Concerning Signs For About Opiate Addiction
At Unique Health, we ask screening questions, like the ones below, to help us to decide if the patient could be suffering from opiate use disorder:
- Has the person taken opioids for longer than intended or in larger amounts than intended?
- Does the person crave or have a strong drive to use opioids?
- Does the person spend a good amount of time and effort to get and use opioids?
- Has the person missed work, given up spending time with friends and family or doing enjoyable activities to use opioids?
- Does the person give up important social, recreational or work-related activities to get and use opioids?

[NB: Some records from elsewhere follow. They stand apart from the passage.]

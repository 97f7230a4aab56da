//! Configuration management with layered loading
//!
//! Precedence (lowest to highest):
//! 1. Compiled defaults
//! 2. Global config: `$XDG_CONFIG_HOME/cygport-helper/config.toml`
//! 3. Project config: `<working_dir>/.cygport-helper.toml`
//! 4. Environment variables: `CYGPORT_HELPER_*` prefix
//! 5. `CYGPORT_COMMAND` for the delegate path

use std::path::{Path, PathBuf};

use config::{Config, ConfigError, Environment};
use directories::ProjectDirs;
use serde::{Deserialize, Serialize};

use crate::application::ApplicationError;
use crate::domain::{expand_env_vars, LogWrapper};

/// Environment variable naming the delegate cygport executable.
pub const DELEGATE_ENV: &str = "CYGPORT_COMMAND";

/// Delegate used when nothing else is configured.
pub const DEFAULT_DELEGATE: &str = "/usr/bin/cygport";

/// Prefix for environment overrides of any setting.
pub const ENV_PREFIX: &str = "CYGPORT_HELPER";

/// Logging wrapper configuration.
#[derive(Debug, Clone, Serialize, Deserialize, PartialEq, Eq)]
#[serde(default)]
pub struct LogWrapperConfig {
    /// Wrapper executable
    pub program: String,
    /// Flag asking the wrapper to timestamp lines
    pub timestamp_flag: String,
    /// Flag preceding the log file path
    pub log_file_flag: String,
    /// Directory for per-step log files, relative to the working directory
    pub log_dir: String,
}

impl Default for LogWrapperConfig {
    fn default() -> Self {
        Self {
            program: "logts".into(),
            timestamp_flag: "-t".into(),
            log_file_flag: "-b".into(),
            log_dir: "log".into(),
        }
    }
}

impl LogWrapperConfig {
    pub fn to_wrapper(&self) -> LogWrapper {
        LogWrapper {
            program: self.program.clone(),
            timestamp_flag: self.timestamp_flag.clone(),
            log_file_flag: self.log_file_flag.clone(),
            log_dir: self.log_dir.clone(),
        }
    }
}

/// Raw log wrapper config for intermediate parsing (fields are Option to detect "not specified").
#[derive(Debug, Clone, Deserialize, Default)]
#[serde(default)]
pub struct RawLogWrapperConfig {
    pub program: Option<String>,
    pub timestamp_flag: Option<String>,
    pub log_file_flag: Option<String>,
    pub log_dir: Option<String>,
}

/// Raw settings for intermediate parsing.
#[derive(Debug, Clone, Deserialize, Default)]
#[serde(default)]
pub struct RawSettings {
    pub delegate: Option<String>,
    pub package_suffix: Option<String>,
    #[serde(default)]
    pub log_wrapper: RawLogWrapperConfig,
}

/// Unified configuration.
#[derive(Debug, Clone, Serialize, Deserialize, PartialEq, Eq)]
#[serde(default)]
pub struct Settings {
    /// The real cygport executable
    pub delegate: String,
    /// Package-file extension searched for when `<cygport-file>` is `.`
    pub package_suffix: String,
    /// Wrapper used by `--log`
    pub log_wrapper: LogWrapperConfig,
}

impl Default for Settings {
    fn default() -> Self {
        Self {
            delegate: DEFAULT_DELEGATE.into(),
            package_suffix: "cygport".into(),
            log_wrapper: LogWrapperConfig::default(),
        }
    }
}

/// Get the XDG config directory.
pub fn global_config_dir() -> Option<PathBuf> {
    ProjectDirs::from("", "", "cygport-helper").map(|dirs| dirs.config_dir().to_path_buf())
}

/// Get the path to the global config file.
pub fn global_config_path() -> Option<PathBuf> {
    global_config_dir().map(|dir| dir.join("config.toml"))
}

/// Get the path to the project config file in a working directory.
pub fn project_config_path(dir: &Path) -> PathBuf {
    dir.join(".cygport-helper.toml")
}

/// Load a TOML file into RawSettings for manual merging.
fn load_raw_settings(path: &Path) -> Result<RawSettings, ApplicationError> {
    let content = std::fs::read_to_string(path).map_err(|e| ApplicationError::Config {
        message: format!("read {}: {}", path.display(), e),
    })?;
    toml::from_str(&content).map_err(|e| ApplicationError::Config {
        message: format!("parse {}: {}", path.display(), e),
    })
}

impl Settings {
    /// Expand shell variables and tilde in program paths.
    fn expand_paths(&mut self) {
        self.delegate = expand_env_vars(&self.delegate);
        self.log_wrapper.program = expand_env_vars(&self.log_wrapper.program);
    }

    /// Overlay wins for every field it specifies.
    fn merge_with(&self, overlay: &RawSettings) -> Self {
        let base = &self.log_wrapper;
        let raw = &overlay.log_wrapper;
        Self {
            delegate: overlay
                .delegate
                .clone()
                .unwrap_or_else(|| self.delegate.clone()),
            package_suffix: overlay
                .package_suffix
                .clone()
                .unwrap_or_else(|| self.package_suffix.clone()),
            log_wrapper: LogWrapperConfig {
                program: raw.program.clone().unwrap_or_else(|| base.program.clone()),
                timestamp_flag: raw
                    .timestamp_flag
                    .clone()
                    .unwrap_or_else(|| base.timestamp_flag.clone()),
                log_file_flag: raw
                    .log_file_flag
                    .clone()
                    .unwrap_or_else(|| base.log_file_flag.clone()),
                log_dir: raw.log_dir.clone().unwrap_or_else(|| base.log_dir.clone()),
            },
        }
    }

    /// Load settings with layered precedence.
    ///
    /// # Arguments
    /// * `working_dir` - Optional directory holding a project config file
    pub fn load(working_dir: Option<&Path>) -> Result<Self, ApplicationError> {
        let mut current = Self::default();

        if let Some(global_path) = global_config_path() {
            if global_path.exists() {
                let raw = load_raw_settings(&global_path)?;
                current = current.merge_with(&raw);
            }
        }

        if let Some(dir) = working_dir {
            let local_path = project_config_path(dir);
            if local_path.exists() {
                let raw = load_raw_settings(&local_path)?;
                current = current.merge_with(&raw);
            }
        }

        current = Self::apply_env_overrides(current)?;

        if let Ok(delegate) = std::env::var(DELEGATE_ENV) {
            if !delegate.is_empty() {
                current.delegate = delegate;
            }
        }

        current.expand_paths();

        Ok(current)
    }

    /// Apply `CYGPORT_HELPER_*` environment variables as explicit overrides.
    ///
    /// Nested keys use a double underscore: `CYGPORT_HELPER_LOG_WRAPPER__PROGRAM`.
    fn apply_env_overrides(mut settings: Self) -> Result<Self, ApplicationError> {
        let config = Config::builder()
            .add_source(
                Environment::with_prefix(ENV_PREFIX)
                    .prefix_separator("_")
                    .separator("__"),
            )
            .build()
            .map_err(config_err)?;

        if let Ok(val) = config.get_string("delegate") {
            settings.delegate = val;
        }
        if let Ok(val) = config.get_string("package_suffix") {
            settings.package_suffix = val;
        }
        if let Ok(val) = config.get_string("log_wrapper.program") {
            settings.log_wrapper.program = val;
        }
        if let Ok(val) = config.get_string("log_wrapper.timestamp_flag") {
            settings.log_wrapper.timestamp_flag = val;
        }
        if let Ok(val) = config.get_string("log_wrapper.log_file_flag") {
            settings.log_wrapper.log_file_flag = val;
        }
        if let Ok(val) = config.get_string("log_wrapper.log_dir") {
            settings.log_wrapper.log_dir = val;
        }

        Ok(settings)
    }

    /// Show the effective configuration as TOML.
    pub fn to_toml(&self) -> Result<String, ApplicationError> {
        toml::to_string_pretty(self).map_err(|e| ApplicationError::Config {
            message: format!("serialize config: {e}"),
        })
    }
}

fn config_err(e: ConfigError) -> ApplicationError {
    ApplicationError::Config {
        message: e.to_string(),
    }
}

- Has the person been in situations that are hazardous to emotional health or physical safety to get or use opioids?
- Are opioids having a negative effect on the lifestyle? And does the person continue to use despite the negative impact?
- Does the person want to cut down or stop using opioids but can’t?
Opiate Addiction Outpatient Treatment Options
Patients suffering from opiate addiction require inpatient or outpatient detoxes. Unfortunately, addiction is a chronic disease which impacts the patient, family, and community well after the detox concludes. Ongoing care is provided in outpatient settings. Options include:
- Intensive outpatient (IOP) treatment which lasts from 2-4 weeks
- Opiate Maintenance Treatment (OMT) mostly occurs in federally designated Methadone dispensing clinics. Methadone needs to administration daily by staff.
- Medication-Assisted Therapy (MAT) mostly in the form of naltrexone (orally), Vivitrol Intramuscular Injection on a monthly basis, or Buprenorphine/Naloxone (commonly known as Suboxone.
- Ongoing involvement with self-help groups like Narcotics Anonymous (NA) or Smart Recovery.
- Weekly counseling or psychotherapy, with a significant focus on relapse prevention.
- Ongoing psychopharm/psychiatric care with patients own psychiatrist.
Most importantly, patients need love, affection, and help from family and loved ones throughout this tough journey.
Unique Health provides most of the aforementioned outpatient treatments except Methadone.